_WORK INSTRUCTION_. Could you filter the listing for lines with the word "other" and return them?

Start of Block

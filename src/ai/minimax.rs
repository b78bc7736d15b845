use crate::game::{Board, Cell, GameState, Gravity, Player, WIN_LENGTH};

use super::tier::AI_PLAYER;

/// Depth used by the hard tier.
pub const SEARCH_DEPTH: u32 = 4;

/// Initial alpha-beta window is `(-SCORE_BOUND, SCORE_BOUND)`.
pub const SCORE_BOUND: i32 = 1000;

/// Trait for evaluating a board position from a player's perspective.
pub trait Heuristic: Send {
    fn evaluate(&self, board: &Board, player: Player) -> i32;
}

/// Scores every 4-cell window: 100 / 10 / 2 for four / three / two of one
/// colour with no opposing token, positive for `player`, negative for the
/// other side. Mixed windows are dead and score nothing.
pub struct WindowHeuristic;

impl WindowHeuristic {
    fn weight(count: usize) -> i32 {
        match count {
            4 => 100,
            3 => 10,
            2 => 2,
            _ => 0,
        }
    }

    fn score_window(window: &[Cell; WIN_LENGTH], own_cell: Cell, opp_cell: Cell) -> i32 {
        let own = window.iter().filter(|&&c| c == own_cell).count();
        let opp = window.iter().filter(|&&c| c == opp_cell).count();
        if own > 0 && opp > 0 {
            return 0;
        }
        Self::weight(own) - Self::weight(opp)
    }
}

impl Heuristic for WindowHeuristic {
    fn evaluate(&self, board: &Board, player: Player) -> i32 {
        let own_cell = player.to_cell();
        let opp_cell = player.other().to_cell();
        board
            .windows()
            .map(|window| Self::score_window(&window, own_cell, opp_cell))
            .sum()
    }
}

/// Facts about the root position that stay fixed for the whole search.
/// Gravity in particular is not re-derived between plies.
#[derive(Debug, Clone, Copy)]
struct Root {
    gravity: Gravity,
    game_over: bool,
}

/// Depth-limited minimax with alpha-beta pruning. The computer maximizes,
/// its opponent minimizes.
pub struct Minimax {
    depth: u32,
    heuristic: Box<dyn Heuristic>,
}

impl Minimax {
    pub fn new(depth: u32) -> Self {
        Minimax {
            depth,
            heuristic: Box::new(WindowHeuristic),
        }
    }

    pub fn with_heuristic(depth: u32, heuristic: Box<dyn Heuristic>) -> Self {
        Minimax { depth, heuristic }
    }

    /// Column the search settles on, if it reaches a decision at all.
    pub fn best_move(&self, state: &GameState) -> Option<usize> {
        self.analyse(state).1
    }

    /// Root score and column for the side to maximize.
    pub fn analyse(&self, state: &GameState) -> (i32, Option<usize>) {
        let root = Root {
            gravity: state.gravity(),
            game_over: state.is_terminal(),
        };
        let mut scratch = state.board().clone();
        self.search(&mut scratch, root, self.depth, true, -SCORE_BOUND, SCORE_BOUND)
    }

    fn search(
        &self,
        board: &mut Board,
        root: Root,
        depth: u32,
        maximizing: bool,
        mut alpha: i32,
        mut beta: i32,
    ) -> (i32, Option<usize>) {
        if depth == 0 || root.game_over {
            return (self.heuristic.evaluate(board, AI_PLAYER), None);
        }

        let (mover, mut best) = if maximizing {
            (AI_PLAYER, -SCORE_BOUND)
        } else {
            (AI_PLAYER.other(), SCORE_BOUND)
        };
        let mut best_col = None;

        for col in 0..board.cols() {
            if !board.is_column_open(col, root.gravity) {
                continue;
            }
            if best_col.is_none() {
                best_col = Some(col);
            }

            let Some(mut placed) = board.place_scoped(col, mover.to_cell(), root.gravity) else {
                continue;
            };
            let (eval, _) = self.search(&mut placed, root, depth - 1, !maximizing, alpha, beta);
            drop(placed);

            if maximizing {
                if eval > best {
                    best = eval;
                    best_col = Some(col);
                }
                alpha = alpha.max(eval);
            } else {
                if eval < best {
                    best = eval;
                    best_col = Some(col);
                }
                beta = beta.min(eval);
            }
            if beta <= alpha {
                break;
            }
        }

        match best_col {
            Some(_) => (best, best_col),
            None => (0, None),
        }
    }
}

End of Block

_RESULT OF THE TASK_.
/// other side. Mixed windows are dead and score nothing.
        let opp_cell = player.other().to_cell();
            (AI_PLAYER.other(), SCORE_BOUND)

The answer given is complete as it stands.